START Source information

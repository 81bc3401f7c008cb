use std::collections::BinaryHeap;
use std::hash::Hash;

use rustc_hash::FxHashSet;
use cubic_utils::BlockPos;

use super::{ScheduledTick, TickKey};

/// Scheduled ticks of one cube.
///
/// A position and type can only be scheduled once; later requests keep the
/// timing of the first one.
#[derive(Debug, Clone)]
pub struct CubeTicks<T: Copy + Eq + Hash> {
    queue: BinaryHeap<ScheduledTick<T>>,
    scheduled: FxHashSet<TickKey<T>>,
}

impl<T: Copy + Eq + Hash> CubeTicks<T> {
    /// Creates an empty container.
    #[must_use]
    pub fn new() -> Self {
        Self {
            queue: BinaryHeap::new(),
            scheduled: FxHashSet::default(),
        }
    }

    /// Schedules a tick. Returns `false` if one already exists for the position and type.
    pub fn schedule(&mut self, tick: ScheduledTick<T>) -> bool {
        if !self.scheduled.insert(TickKey::from(&tick)) {
            return false;
        }
        self.queue.push(tick);
        true
    }

    /// Removes and returns every tick due at or before `game_time`, in firing order.
    pub fn drain_due(&mut self, game_time: u64) -> Vec<ScheduledTick<T>> {
        let mut due = Vec::new();
        while self
            .queue
            .peek()
            .is_some_and(|tick| tick.trigger_tick <= game_time)
        {
            if let Some(tick) = self.queue.pop() {
                self.scheduled.remove(&TickKey::from(&tick));
                due.push(tick);
            }
        }
        due
    }

    /// Whether a tick is pending for the position and type.
    #[must_use]
    pub fn has_scheduled_tick(&self, pos: BlockPos, tick_type: T) -> bool {
        self.scheduled.contains(&TickKey { pos, tick_type })
    }

    /// Number of pending ticks.
    #[must_use]
    pub fn len(&self) -> usize {
        self.queue.len()
    }

    /// Whether nothing is pending.
    #[must_use]
    pub fn is_empty(&self) -> bool {
        self.queue.is_empty()
    }

    /// Pending ticks in no particular order.
    pub fn iter(&self) -> impl Iterator<Item = &ScheduledTick<T>> {
        self.queue.iter()
    }
}

impl<T: Copy + Eq + Hash> Default for CubeTicks<T> {
    fn default() -> Self {
        Self::new()
    }
}

#[cfg(test)]
#[allow(clippy::unwrap_used)]
mod tests {
    use super::*;
    use crate::ticks::TickPriority;

    #[test]
    fn duplicates_keep_first_timing() {
        let mut ticks: CubeTicks<u16> = CubeTicks::new();
        let pos = BlockPos::new(1, 64, 2);
        assert!(ticks.schedule(ScheduledTick::new(1, pos, 100, 0)));
        assert!(!ticks.schedule(ScheduledTick::new(1, pos, 50, 1)));
        assert!(ticks.has_scheduled_tick(pos, 1));
        assert_eq!(ticks.len(), 1);
    }

    #[test]
    fn drain_due_respects_order_and_time() {
        let mut ticks: CubeTicks<u16> = CubeTicks::new();
        ticks.schedule(ScheduledTick::new(1, BlockPos::new(0, 0, 0), 20, 0));
        ticks.schedule(ScheduledTick::with_priority(
            2,
            BlockPos::new(1, 0, 0),
            10,
            TickPriority::Low,
            1,
        ));
        ticks.schedule(ScheduledTick::with_priority(
            3,
            BlockPos::new(2, 0, 0),
            10,
            TickPriority::High,
            2,
        ));

        let due: Vec<u16> = ticks.drain_due(15).iter().map(|t| t.tick_type).collect();
        assert_eq!(due, [3, 2]);
        assert_eq!(ticks.len(), 1);
        assert!(!ticks.has_scheduled_tick(BlockPos::new(2, 0, 0), 3));
    }
}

END Source information

■ What this task involves
The entire listing is to be reproduced without alteration.

■ Output of the task
repository 81bc3401f7c008cb
use std::collections::BinaryHeap;
use std::hash::Hash;

use rustc_hash::FxHashSet;
use cubic_utils::BlockPos;

use super::{ScheduledTick, TickKey};

/// Scheduled ticks of one cube.
///
/// A position and type can only be scheduled once; later requests keep the
/// timing of the first one.
#[derive(Debug, Clone)]
pub struct CubeTicks<T: Copy + Eq + Hash> {
    queue: BinaryHeap<ScheduledTick<T>>,
    scheduled: FxHashSet<TickKey<T>>,
}

impl<T: Copy + Eq + Hash> CubeTicks<T> {
    /// Creates an empty container.
    #[must_use]
    pub fn new() -> Self {
        Self {
            queue: BinaryHeap::new(),
            scheduled: FxHashSet::default(),
        }
    }

    /// Schedules a tick. Returns `false` if one already exists for the position and type.
    pub fn schedule(&mut self, tick: ScheduledTick<T>) -> bool {
        if !self.scheduled.insert(TickKey::from(&tick)) {
            return false;
        }
        self.queue.push(tick);
        true
    }

    /// Removes and returns every tick due at or before `game_time`, in firing order.
    pub fn drain_due(&mut self, game_time: u64) -> Vec<ScheduledTick<T>> {
        let mut due = Vec::new();
        while self
            .queue
            .peek()
            .is_some_and(|tick| tick.trigger_tick <= game_time)
        {
            if let Some(tick) = self.queue.pop() {
                self.scheduled.remove(&TickKey::from(&tick));
                due.push(tick);
            }
        }
        due
    }

    /// Whether a tick is pending for the position and type.
    #[must_use]
    pub fn has_scheduled_tick(&self, pos: BlockPos, tick_type: T) -> bool {
        self.scheduled.contains(&TickKey { pos, tick_type })
    }

    /// Number of pending ticks.
    #[must_use]
    pub fn len(&self) -> usize {
        self.queue.len()
    }

    /// Whether nothing is pending.
    #[must_use]
    pub fn is_empty(&self) -> bool {
        self.queue.is_empty()
    }

    /// Pending ticks in no particular order.
    pub fn iter(&self) -> impl Iterator<Item = &ScheduledTick<T>> {
        self.queue.iter()
    }
}

impl<T: Copy + Eq + Hash> Default for CubeTicks<T> {
    fn default() -> Self {
        Self::new()
    }
}

#[cfg(test)]
#[allow(clippy::unwrap_used)]
mod tests {
    use super::*;
    use crate::ticks::TickPriority;

    #[test]
    fn duplicates_keep_first_timing() {
        let mut ticks: CubeTicks<u16> = CubeTicks::new();
        let pos = BlockPos::new(1, 64, 2);
        assert!(ticks.schedule(ScheduledTick::new(1, pos, 100, 0)));
        assert!(!ticks.schedule(ScheduledTick::new(1, pos, 50, 1)));
        assert!(ticks.has_scheduled_tick(pos, 1));
        assert_eq!(ticks.len(), 1);
    }

    #[test]
    fn drain_due_respects_order_and_time() {
        let mut ticks: CubeTicks<u16> = CubeTicks::new();
        ticks.schedule(ScheduledTick::new(1, BlockPos::new(0, 0, 0), 20, 0));
        ticks.schedule(ScheduledTick::with_priority(
            2,
            BlockPos::new(1, 0, 0),
            10,
            TickPriority::Low,
            1,
        ));
        ticks.schedule(ScheduledTick::with_priority(
            3,
            BlockPos::new(2, 0, 0),
            10,
            TickPriority::High,
            2,
        ));

        let due: Vec<u16> = ticks.drain_due(15).iter().map(|t| t.tick_type).collect();
        assert_eq!(due, [3, 2]);
        assert_eq!(ticks.len(), 1);
        assert!(!ticks.has_scheduled_tick(BlockPos::new(2, 0, 0), 3));
    }
}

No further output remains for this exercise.